E anche la spesa pubblica destinata agli enti locali
Sul versante della spesa, e della macchina burocratica nel suo complesso, la lectio americana non produce risultati migliori. Nonostante le ricche entrate fiscali assicurate dagli Stati e dalle miglia di giurisdizioni locali, infatti, Washington provvede a trasferire ogni anno un pacchetto significativo di aiuti pari a circa 740miliardi di dollari l'anno. Fondi che si disperdono nei diversi rami del welfare locale, dalla sanità al lavoro, dalle infrastrutture alla scuola. Tuttavia, nonostante l'entità dei fondi il federalismo fiscale ha visto crescere l'indebitamento oltre ogni limite di sicurezza, oggi pari a più di 2.500miliardi di dollari. Un macigno che, in via indiretta, potrebbe presto interessare anche Washington, chiamata a intervenire per ripianare il rosso dei bilanci locali e statali. E per finire, la macchina burocratica persino negli Usa, e proprio grazie al concorso delle realtà locali, oggi impone l'assunzione l'impiego di circa 15milioni di persone lungo l'intera filiera che segue il dipanarsi delle molteplici reti che conducono da Washington fin dentro il più lontano dei distretti scolastici. E tutto questo spiega anche il perché sia sufficiente un tea party, purchè riservato alle tasse, per mettere in Crisi l'inquilino di turno della Casa Bianca.

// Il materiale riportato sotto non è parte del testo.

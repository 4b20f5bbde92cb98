use serde::Serialize;
use utoipa::ToSchema;

use crate::error::{AppError, AppResult};

/// Metadata describing one slice of an id-ordered result set.
#[derive(Debug, Clone, Copy, PartialEq, Eq, Serialize, ToSchema)]
#[serde(rename_all = "camelCase")]
pub struct PageMeta {
    pub page: u64,
    pub size: u64,
    pub total: u64,
    pub total_pages: u64,
}

impl PageMeta {
    /// Computes `totalPages = ceil(total / size)`.
    ///
    /// A page past the end of a non-empty set is an error rather than an
    /// empty slice. `size` must be non-zero; request validation enforces it.
    pub fn calculate(total: u64, page: u64, size: u64) -> AppResult<Self> {
        let total_pages = total.div_ceil(size.max(1));
        if total > 0 && page > total_pages {
            return Err(AppError::PageOutOfRange { page });
        }
        Ok(Self {
            page,
            size,
            total,
            total_pages,
        })
    }
}

/// A page of domain records plus its metadata.
#[derive(Debug, Clone)]
pub struct Page<T> {
    pub items: Vec<T>,
    pub meta: PageMeta,
}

Il Delaware, paradiso fiscale nel cuore del Federalismo Usa
Il variopinto Puzzle fiscale che contraddistingue il federalismo statunitense è rappresentato, in modo piuttosto ambiguo, da alcuni Stati che, proprio per la fama del sistema di tassazione applicato, hanno guadagnato, per anni, le prime pagine di riviste e quotidiani, non soltanto negli Usa. In testa, nella hit dei più richiesti, e consumati, compare il Delaware. Un'entità, come spesso viene definita dagli stessi analisti statunitensi, che esibisce in poche righe e in tre dispositivi normativi la realtà contabile surreale d'una giurisdizione altrettanto irreale. In pratica, più della metà delle grandi Holding Usa che operano ben oltre i confini domestici, risultano avere il loro quartier generale proprio nel Delaware. Livelli d'impiego, capitale umano con un profilo elevato, abbondanza di capitali e, per ultimo, paesaggi appetibili per investimenti altamente remunerativi non sono la ragione di questa concentrazione.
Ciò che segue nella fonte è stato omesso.